Can’t. Typing a password into a tv.
No one talks to you on the bus when you’re shaking a box of Milk Duds that your head phones are plugged into.
You never realize how many people you just don’t like until you try to name a baby
Hey kid.. don’t let your mom tell you that you need to wait an hour after eating to go swimming. I used to eat Philly cheesesteaks IN the pool. Everything is fine.
There’s no “i” in team. Unless you’re illiterate. Then there’s an “i” in everything. More creim in mi cofii pleis
tv host: and you’re all going home with a copy of his new book!
me: pfft i am NOT learning to read for that guy
*shortly after the sinking of the Titanic*
Sebastian: Ariel, what is dis!?! You cannot have a dead human in your secret grotto!
Ariel: But I like him.
Sebastian: What would your father say!?!
Ghost of Christmas Past: ‘You were kind of an idiot.’
Ghost of Christmas Present: ‘You’re an idiot.’

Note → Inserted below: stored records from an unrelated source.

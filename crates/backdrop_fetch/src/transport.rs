//! HTTP transport abstraction.

use backdrop_error::{FetchError, FetchErrorKind};
use tracing::{debug, instrument};

/// Status and body of a completed request.
#[derive(Debug, Clone, PartialEq, Eq)]
pub struct TransportResponse {
    /// HTTP status code
    pub status: u16,
    /// Response body
    pub body: Vec<u8>,
}

impl TransportResponse {
    /// Response with the given status and body.
    pub fn new(status: u16, body: impl Into<Vec<u8>>) -> Self {
        Self {
            status,
            body: body.into(),
        }
    }

    /// Whether the status is 2xx.
    pub fn is_success(&self) -> bool {
        (200..300).contains(&self.status)
    }
}

/// Something that can GET a URL.
///
/// A returned response may carry any status; only failures to get a response
/// at all are errors. Dropping the future must cancel the request.
#[async_trait::async_trait]
pub trait Transport: Send + Sync {
    /// Perform a GET request and read the whole body.
    async fn get(&self, url: &str) -> Result<TransportResponse, FetchError>;
}

#[async_trait::async_trait]
impl<T: Transport + ?Sized> Transport for std::sync::Arc<T> {
    async fn get(&self, url: &str) -> Result<TransportResponse, FetchError> {
        (**self).get(url).await
    }
}

/// [`Transport`] backed by a shared `reqwest` client.
#[derive(Debug, Clone, Default)]
pub struct ReqwestTransport {
    client: reqwest::Client,
}

impl ReqwestTransport {
    /// Transport with a default client.
    pub fn new() -> Self {
        Self::default()
    }

    /// Transport using a preconfigured client.
    pub fn with_client(client: reqwest::Client) -> Self {
        Self { client }
    }
}

#[async_trait::async_trait]
impl Transport for ReqwestTransport {
    #[instrument(skip(self))]
    async fn get(&self, url: &str) -> Result<TransportResponse, FetchError> {
        let response = self
            .client
            .get(url)
            .send()
            .await
            .map_err(|e| FetchError::new(FetchErrorKind::Transport(format!("{}: {}", url, e))))?;

        let status = response.status().as_u16();
        let body = response
            .bytes()
            .await
            .map_err(|e| FetchError::new(FetchErrorKind::Transport(format!("{}: {}", url, e))))?;

        debug!(status, size = body.len(), "Received response");
        Ok(TransportResponse::new(status, body.to_vec()))
    }
}
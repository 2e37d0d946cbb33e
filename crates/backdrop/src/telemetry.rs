use tracing::debug;
use tracing_subscriber::{EnvFilter, fmt, layer::SubscriberExt, util::SubscriberInitExt};

/// Initialize logging for the `backdrop` binary.
///
/// `RUST_LOG` wins when set. Otherwise the filter is `info,backdrop=debug`,
/// or `debug` everywhere when `verbose` is set.
///
/// # Arguments
///
/// * `verbose` - Raise the default level to debug
/// * `json` - Emit JSON lines instead of human-readable text
///
/// # Errors
///
/// Returns an error if a global subscriber is already installed.
pub fn init_telemetry(verbose: bool, json: bool) -> Result<(), Box<dyn std::error::Error>> {
    let default_filter = if verbose { "debug" } else { "info,backdrop=debug" };
    let env_filter =
        EnvFilter::try_from_default_env().unwrap_or_else(|_| EnvFilter::new(default_filter));

    let registry = tracing_subscriber::registry().with(env_filter);
    if json {
        registry
            .with(fmt::layer().json().with_writer(std::io::stderr))
            .try_init()?;
    } else {
        registry
            .with(fmt::layer().with_target(false).with_writer(std::io::stderr))
            .try_init()?;
    }

    debug!(verbose, json, "Telemetry initialized");
    Ok(())
}
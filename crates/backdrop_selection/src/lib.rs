//! Wallpaper rotation policy for Backdrop.
//!
//! Given the manifest, the set of cached full payloads and the host's
//! [`SelectionState`], [`choose_entry`] decides which asset to present. The
//! policy is pure: it reads nothing and writes nothing.

#![forbid(unsafe_code)]
#![warn(missing_docs)]

mod policy;
mod state;

pub use policy::{candidates, choose_entry, choose_entry_with_rng};
pub use state::{CollectionSource, SelectionMode, SelectionState};
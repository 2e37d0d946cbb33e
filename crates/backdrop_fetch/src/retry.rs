//! Binary download with bounded retry.

use crate::Transport;
use backdrop_error::{FetchError, FetchErrorKind};
use std::sync::atomic::{AtomicU32, Ordering};
use std::time::Duration;
use tokio_retry2::{Retry, RetryError};
use tracing::{debug, instrument, warn};

/// Delays slept between attempts: `base, 2*base, 4*base, ...`.
///
/// Yields one fewer delay than `max_attempts`, so the retry loop makes at most
/// `max_attempts` calls. No jitter is applied.
///
/// # Examples
///
/// ```
/// use backdrop_fetch::backoff_delays;
/// use std::time::Duration;
///
/// let delays: Vec<_> = backoff_delays(3, Duration::from_millis(300)).collect();
/// assert_eq!(delays, vec![Duration::from_millis(300), Duration::from_millis(600)]);
/// ```
pub fn backoff_delays(max_attempts: u32, base_delay: Duration) -> impl Iterator<Item = Duration> {
    (0..max_attempts.saturating_sub(1))
        .map(move |i| base_delay.saturating_mul(2u32.saturating_pow(i)))
}

/// Download a binary payload, retrying every failure.
///
/// Attempt `n` failing is followed by a sleep of `base_delay * 2^(n-1)`.
/// Any non-2xx status or transport error is retried, since a CDN may briefly
/// answer 404 for a freshly published asset. Exactly `max(1, max_attempts)`
/// requests are made before giving up.
///
/// # Errors
///
/// Returns [`FetchErrorKind::DownloadExhausted`] carrying the attempt count and
/// the last attempt's error.
#[instrument(skip(transport, base_delay), fields(base_delay_ms = base_delay.as_millis() as u64))]
pub async fn fetch_binary_with_retry<T>(
    transport: &T,
    url: &str,
    max_attempts: u32,
    base_delay: Duration,
) -> Result<Vec<u8>, FetchError>
where
    T: Transport + ?Sized,
{
    let attempts = AtomicU32::new(0);
    let strategy = backoff_delays(max_attempts.max(1), base_delay);

    let result = Retry::spawn(strategy, || {
        let attempt = attempts.fetch_add(1, Ordering::SeqCst) + 1;
        async move {
            let outcome = match transport.get(url).await {
                Ok(response) if response.is_success() => Ok(response.body),
                Ok(response) => Err(FetchError::new(FetchErrorKind::HttpStatus {
                    url: url.to_string(),
                    status: response.status,
                })),
                Err(e) => Err(e),
            };
            match outcome {
                Ok(body) => {
                    debug!(attempt, size = body.len(), "Downloaded payload");
                    Ok(body)
                }
                Err(e) => {
                    warn!(attempt, error = %e.kind, "Download attempt failed");
                    Err(RetryError::Transient {
                        err: e,
                        retry_after: None,
                    })
                }
            }
        }
    })
    .await;

    result.map_err(|last| {
        FetchError::new(FetchErrorKind::DownloadExhausted {
            url: url.to_string(),
            attempts: attempts.load(Ordering::SeqCst),
            last: last.kind.to_string(),
        })
    })
}

#[cfg(test)]
mod tests {
    use super::*;

    #[test]
    fn single_attempt_has_no_delays() {
        assert_eq!(backoff_delays(1, Duration::from_millis(300)).count(), 0);
        assert_eq!(backoff_delays(0, Duration::from_millis(300)).count(), 0);
    }

    #[test]
    fn delays_double() {
        let delays: Vec<_> = backoff_delays(5, Duration::from_millis(100)).collect();
        assert_eq!(
            delays,
            [100, 200, 400, 800].map(Duration::from_millis).to_vec()
        );
    }
}
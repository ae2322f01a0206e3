//! Unit tests for the module entry points

use core_types::{ErrorKind, OpaqueForeign, StaticBytes, Value};
use host_binding::ByteArrayModule;

fn setup() -> (ByteArrayModule, Value) {
    let module = ByteArrayModule::open();
    let b = module.new_array().unwrap();
    (module, b)
}

#[cfg(test)]
mod indexing_tests {
    use super::*;

    #[test]
    fn test_append_get_set_scenario() {
        let (module, b) = setup();

        module.concat(&b, &Value::string("AB")).unwrap();
        assert_eq!(module.len(&b).unwrap(), Value::Integer(2));
        assert_eq!(module.index(&b, &Value::Integer(0)).unwrap(), Value::Integer(65));
        assert_eq!(module.index(&b, &Value::Integer(1)).unwrap(), Value::Integer(66));

        module.append(&b, &Value::string("C")).unwrap();
        assert_eq!(module.len(&b).unwrap(), Value::Integer(3));
        assert_eq!(module.index(&b, &Value::Integer(2)).unwrap(), Value::Integer(67));

        let err = module.index(&b, &Value::Integer(3)).unwrap_err();
        assert_eq!(err.kind, ErrorKind::RangeError);
        assert!(err.message.contains("index out of range"));

        module
            .newindex(&b, &Value::Integer(1), &Value::Integer(0))
            .unwrap();
        assert_eq!(module.index(&b, &Value::Integer(1)).unwrap(), Value::Integer(0));
        assert_eq!(module.index(&b, &Value::Integer(0)).unwrap(), Value::Integer(65));
        assert_eq!(module.index(&b, &Value::Integer(2)).unwrap(), Value::Integer(67));
    }

    #[test]
    fn test_newindex_past_end_does_not_grow() {
        let (module, b) = setup();
        module.append(&b, &Value::string("a")).unwrap();
        let err = module
            .newindex(&b, &Value::Integer(1), &Value::Integer(0))
            .unwrap_err();
        assert_eq!(err.kind, ErrorKind::RangeError);
        assert_eq!(module.len(&b).unwrap(), Value::Integer(1));
    }

    #[test]
    fn test_newindex_truncates_value() {
        let (module, b) = setup();
        module.append(&b, &Value::string("ab")).unwrap();
        module
            .newindex(&b, &Value::Integer(0), &Value::Integer(0x1ff))
            .unwrap();
        module
            .newindex(&b, &Value::string("1"), &Value::Number(-1.0))
            .unwrap();
        assert_eq!(module.get_byte(&b, 0).unwrap(), Value::Integer(0xff));
        assert_eq!(module.get_byte(&b, 1).unwrap(), Value::Integer(0xff));
    }

    #[test]
    fn test_negative_index_is_out_of_range() {
        let (module, b) = setup();
        module.append(&b, &Value::string("a")).unwrap();
        let err = module.index(&b, &Value::Integer(-1)).unwrap_err();
        assert_eq!(err.kind, ErrorKind::RangeError);
    }

    #[test]
    fn test_integral_float_key_indexes() {
        let (module, b) = setup();
        module.append(&b, &Value::string("z")).unwrap();
        assert_eq!(
            module.index(&b, &Value::Number(0.0)).unwrap(),
            Value::Integer(122)
        );
    }

    #[test]
    fn test_string_key_is_capability_lookup() {
        let (module, b) = setup();
        module.append(&b, &Value::string("abc")).unwrap();
        assert_eq!(
            module.index(&b, &Value::string("0")).unwrap(),
            Value::Nil
        );
        assert_eq!(
            module.index(&b, &Value::string("release")).unwrap(),
            Value::NativeFunction("release".to_string())
        );
    }
}

#[cfg(test)]
mod append_tests {
    use super::*;

    #[test]
    fn test_append_blob() {
        let (module, b) = setup();
        let blob = Value::foreign(StaticBytes::new(vec![0xde, 0xad]));
        module.append(&b, &blob).unwrap();
        assert_eq!(module.len(&b).unwrap(), Value::Integer(2));
        assert_eq!(module.get_byte(&b, 1).unwrap(), Value::Integer(0xad));
    }

    #[test]
    fn test_append_number_names_type() {
        let (module, b) = setup();
        let err = module.append(&b, &Value::Integer(42)).unwrap_err();
        assert_eq!(err.kind, ErrorKind::TypeError);
        assert_eq!(
            err.message,
            "bad argument #2 to 'append' (string or bytes expected, got number)"
        );
    }

    #[test]
    fn test_concat_number_names_type() {
        let (module, b) = setup();
        let err = module.concat(&b, &Value::Number(1.5)).unwrap_err();
        assert!(err.message.contains("'__concat'"));
        assert!(err.message.contains("got number"));
    }

    #[test]
    fn test_append_foreign_non_blob() {
        let (module, b) = setup();
        let widget = Value::foreign(OpaqueForeign::new("Gtk.Entry"));
        let err = module.append(&b, &widget).unwrap_err();
        assert!(err.message.ends_with("got Gtk.Entry)"));
    }

    #[test]
    fn test_append_bytearray_through_generic_path_is_rejected() {
        let (module, b) = setup();
        let other = module.new_array().unwrap();
        let err = module.append(&b, &other).unwrap_err();
        assert_eq!(err.kind, ErrorKind::TypeError);
        assert!(err.message.contains("append_bytearray"));
    }

    #[test]
    fn test_append_bytearray_copies() {
        let (module, b) = setup();
        let other = module.new_array().unwrap();
        module.append(&b, &Value::string("ab")).unwrap();
        module.append(&other, &Value::string("cd")).unwrap();

        module.append_bytearray(&b, &other).unwrap();
        module
            .newindex(&other, &Value::Integer(0), &Value::Integer(b'X' as i64))
            .unwrap();

        assert_eq!(module.tostring(&b).unwrap(), Value::string("abcd"));
        assert_eq!(module.tostring(&other).unwrap(), Value::string("Xd"));
    }

    #[test]
    fn test_append_bytearray_rejects_string() {
        let (module, b) = setup();
        let err = module
            .append_bytearray(&b, &Value::string("x"))
            .unwrap_err();
        assert_eq!(
            err.message,
            "bad argument #2 to 'append_bytearray' (bytearray expected, got string)"
        );
    }

    #[test]
    fn test_empty_append_is_identity() {
        let (module, b) = setup();
        module.append(&b, &Value::string("abc")).unwrap();
        module.append(&b, &Value::string("")).unwrap();
        assert_eq!(module.tostring(&b).unwrap(), Value::string("abc"));
    }

    #[test]
    fn test_chained_concat() {
        let (module, b) = setup();
        let result = module
            .concat(&b, &Value::string("a"))
            .and_then(|b| module.concat(&b, &Value::string("b")))
            .unwrap();
        assert_eq!(result, b);
        assert_eq!(module.tostring(&b).unwrap(), Value::string("ab"));
    }
}

#[cfg(test)]
mod display_tests {
    use super::*;

    #[test]
    fn test_tostring_repairs_invalid_utf8() {
        let (module, b) = setup();
        module.append(&b, &Value::bytes(vec![0x80])).unwrap();
        assert_eq!(
            module.tostring(&b).unwrap(),
            Value::string("\u{FFFD}")
        );
    }

    #[test]
    fn test_receiver_must_be_bytearray() {
        let module = ByteArrayModule::open();
        let err = module.tostring(&Value::string("x")).unwrap_err();
        assert_eq!(
            err.message,
            "bad argument #1 to '__tostring' (bytearray expected, got string)"
        );
    }
}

Ghost of Christmas Yet to Come: ‘You’re-‘
Me: ‘I get it, I get it!’
If you want to keep a secret from me, write it and send it to me as a Facebook event invitation.
*proposes to girlfriend, accidentally dropping the ring in the ocean*
“I’ll still marry you”
No. I’m married to the sea now
*dives in*
It’s interesting growing up and learning that most adults are not smart. I had my suspicions as a kid but I didn’t think the situation was this dire.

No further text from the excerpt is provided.